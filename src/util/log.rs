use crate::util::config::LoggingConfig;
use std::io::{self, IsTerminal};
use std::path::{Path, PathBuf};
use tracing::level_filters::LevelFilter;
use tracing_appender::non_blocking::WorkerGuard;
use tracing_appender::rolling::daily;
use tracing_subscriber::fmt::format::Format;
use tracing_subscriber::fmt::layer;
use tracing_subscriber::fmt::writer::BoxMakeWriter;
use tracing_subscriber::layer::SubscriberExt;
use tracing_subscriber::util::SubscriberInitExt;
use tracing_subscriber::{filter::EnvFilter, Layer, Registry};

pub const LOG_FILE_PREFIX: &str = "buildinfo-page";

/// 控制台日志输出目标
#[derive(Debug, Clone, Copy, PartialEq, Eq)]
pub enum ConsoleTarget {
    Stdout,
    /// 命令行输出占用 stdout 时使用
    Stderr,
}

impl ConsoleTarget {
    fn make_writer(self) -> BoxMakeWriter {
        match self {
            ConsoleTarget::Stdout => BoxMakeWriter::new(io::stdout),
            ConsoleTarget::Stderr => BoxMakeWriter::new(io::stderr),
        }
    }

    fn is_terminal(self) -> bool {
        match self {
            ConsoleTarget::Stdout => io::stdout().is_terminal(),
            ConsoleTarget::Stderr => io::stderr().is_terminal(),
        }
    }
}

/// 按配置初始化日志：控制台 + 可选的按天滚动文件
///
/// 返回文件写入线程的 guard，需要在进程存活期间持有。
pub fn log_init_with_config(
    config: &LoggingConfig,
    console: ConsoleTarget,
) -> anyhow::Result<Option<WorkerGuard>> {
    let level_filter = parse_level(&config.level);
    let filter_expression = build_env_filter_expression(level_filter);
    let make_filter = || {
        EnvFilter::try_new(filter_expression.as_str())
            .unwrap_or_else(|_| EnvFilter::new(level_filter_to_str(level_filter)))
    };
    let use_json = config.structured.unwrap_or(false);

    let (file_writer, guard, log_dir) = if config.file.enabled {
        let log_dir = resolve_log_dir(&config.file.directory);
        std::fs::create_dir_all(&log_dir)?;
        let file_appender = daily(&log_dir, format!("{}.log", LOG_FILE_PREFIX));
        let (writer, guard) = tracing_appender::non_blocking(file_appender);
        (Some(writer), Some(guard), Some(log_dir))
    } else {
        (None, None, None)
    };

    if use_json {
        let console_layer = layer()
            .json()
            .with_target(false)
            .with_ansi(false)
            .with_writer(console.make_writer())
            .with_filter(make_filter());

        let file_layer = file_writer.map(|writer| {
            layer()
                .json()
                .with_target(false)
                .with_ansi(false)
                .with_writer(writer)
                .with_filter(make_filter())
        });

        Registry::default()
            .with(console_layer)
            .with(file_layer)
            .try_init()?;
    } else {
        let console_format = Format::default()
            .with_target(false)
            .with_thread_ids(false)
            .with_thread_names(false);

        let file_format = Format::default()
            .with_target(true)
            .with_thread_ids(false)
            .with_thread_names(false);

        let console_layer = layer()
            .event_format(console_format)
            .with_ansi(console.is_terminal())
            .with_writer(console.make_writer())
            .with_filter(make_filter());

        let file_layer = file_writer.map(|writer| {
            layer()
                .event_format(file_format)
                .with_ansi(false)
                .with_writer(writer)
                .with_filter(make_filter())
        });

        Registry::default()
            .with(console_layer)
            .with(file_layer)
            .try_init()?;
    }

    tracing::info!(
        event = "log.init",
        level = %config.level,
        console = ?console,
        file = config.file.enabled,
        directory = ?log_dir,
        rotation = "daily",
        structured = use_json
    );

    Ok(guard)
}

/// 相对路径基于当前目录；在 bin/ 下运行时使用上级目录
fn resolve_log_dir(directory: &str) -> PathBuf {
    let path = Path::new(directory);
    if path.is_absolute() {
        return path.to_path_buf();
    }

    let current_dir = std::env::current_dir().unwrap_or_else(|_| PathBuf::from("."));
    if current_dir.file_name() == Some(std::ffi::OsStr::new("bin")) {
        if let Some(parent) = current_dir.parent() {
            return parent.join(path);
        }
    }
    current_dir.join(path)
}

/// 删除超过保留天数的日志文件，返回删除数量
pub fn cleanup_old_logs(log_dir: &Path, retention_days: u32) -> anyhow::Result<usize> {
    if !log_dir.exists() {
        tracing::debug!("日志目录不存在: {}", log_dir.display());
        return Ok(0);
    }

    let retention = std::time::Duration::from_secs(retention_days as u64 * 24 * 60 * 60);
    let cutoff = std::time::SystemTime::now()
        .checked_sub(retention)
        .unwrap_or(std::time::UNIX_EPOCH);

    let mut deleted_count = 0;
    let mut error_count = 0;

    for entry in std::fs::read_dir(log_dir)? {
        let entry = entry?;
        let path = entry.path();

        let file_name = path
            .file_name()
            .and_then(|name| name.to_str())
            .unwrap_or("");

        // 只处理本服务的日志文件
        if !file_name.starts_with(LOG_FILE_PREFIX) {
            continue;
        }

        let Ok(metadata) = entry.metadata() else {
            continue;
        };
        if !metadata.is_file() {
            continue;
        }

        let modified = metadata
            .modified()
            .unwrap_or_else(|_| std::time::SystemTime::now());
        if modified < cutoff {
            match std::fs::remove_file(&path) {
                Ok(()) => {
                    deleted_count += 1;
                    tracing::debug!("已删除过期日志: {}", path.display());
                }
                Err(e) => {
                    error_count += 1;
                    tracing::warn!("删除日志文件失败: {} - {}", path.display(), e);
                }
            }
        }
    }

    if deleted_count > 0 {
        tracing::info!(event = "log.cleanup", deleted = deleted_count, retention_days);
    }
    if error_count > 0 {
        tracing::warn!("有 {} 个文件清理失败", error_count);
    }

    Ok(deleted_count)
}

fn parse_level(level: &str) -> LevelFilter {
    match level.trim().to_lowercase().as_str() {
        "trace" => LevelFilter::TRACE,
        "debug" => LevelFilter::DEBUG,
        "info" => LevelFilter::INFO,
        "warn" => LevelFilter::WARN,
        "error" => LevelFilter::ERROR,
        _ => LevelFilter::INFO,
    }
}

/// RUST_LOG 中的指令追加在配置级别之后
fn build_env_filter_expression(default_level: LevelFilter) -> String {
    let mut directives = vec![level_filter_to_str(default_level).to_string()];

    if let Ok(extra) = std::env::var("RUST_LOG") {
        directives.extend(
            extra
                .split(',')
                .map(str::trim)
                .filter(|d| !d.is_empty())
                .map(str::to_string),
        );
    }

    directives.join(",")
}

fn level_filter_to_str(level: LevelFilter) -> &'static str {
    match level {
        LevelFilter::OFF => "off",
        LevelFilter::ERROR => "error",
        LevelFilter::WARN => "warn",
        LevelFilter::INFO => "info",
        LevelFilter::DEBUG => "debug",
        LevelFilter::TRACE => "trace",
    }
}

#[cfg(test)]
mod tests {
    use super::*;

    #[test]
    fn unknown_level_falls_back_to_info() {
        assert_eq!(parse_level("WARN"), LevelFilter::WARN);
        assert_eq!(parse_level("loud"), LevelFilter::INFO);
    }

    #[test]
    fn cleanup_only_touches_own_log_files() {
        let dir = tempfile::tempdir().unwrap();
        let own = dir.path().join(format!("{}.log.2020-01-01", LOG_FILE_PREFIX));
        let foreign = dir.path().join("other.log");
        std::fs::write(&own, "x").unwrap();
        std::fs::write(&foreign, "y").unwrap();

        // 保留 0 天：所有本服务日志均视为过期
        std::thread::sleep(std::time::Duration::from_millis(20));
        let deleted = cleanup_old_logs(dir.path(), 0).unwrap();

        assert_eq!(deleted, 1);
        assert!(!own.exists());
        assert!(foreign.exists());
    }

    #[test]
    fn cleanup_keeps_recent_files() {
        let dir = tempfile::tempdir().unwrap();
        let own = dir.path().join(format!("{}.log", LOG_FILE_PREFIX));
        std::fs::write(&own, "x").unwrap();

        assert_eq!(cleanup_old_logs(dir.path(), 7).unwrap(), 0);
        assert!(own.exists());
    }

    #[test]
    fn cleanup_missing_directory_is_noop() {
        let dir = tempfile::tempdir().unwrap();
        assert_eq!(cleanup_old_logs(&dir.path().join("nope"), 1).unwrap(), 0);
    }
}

◆ **Problem requirements**
At the line with "assert_eq!(deleted, 1);", start returning lines exactly, and stop after the final line of the listing.

◆ **Answer section**
        assert_eq!(deleted, 1);
        assert!(!own.exists());
        assert!(foreign.exists());
    }

    #[test]
    fn cleanup_keeps_recent_files() {
        let dir = tempfile::tempdir().unwrap();
        let own = dir.path().join(format!("{}.log", LOG_FILE_PREFIX));
        std::fs::write(&own, "x").unwrap();

        assert_eq!(cleanup_old_logs(dir.path(), 7).unwrap(), 0);
        assert!(own.exists());
    }

    #[test]
    fn cleanup_missing_directory_is_noop() {
        let dir = tempfile::tempdir().unwrap();
        assert_eq!(cleanup_old_logs(&dir.path().join("nope"), 1).unwrap(), 0);
    }
}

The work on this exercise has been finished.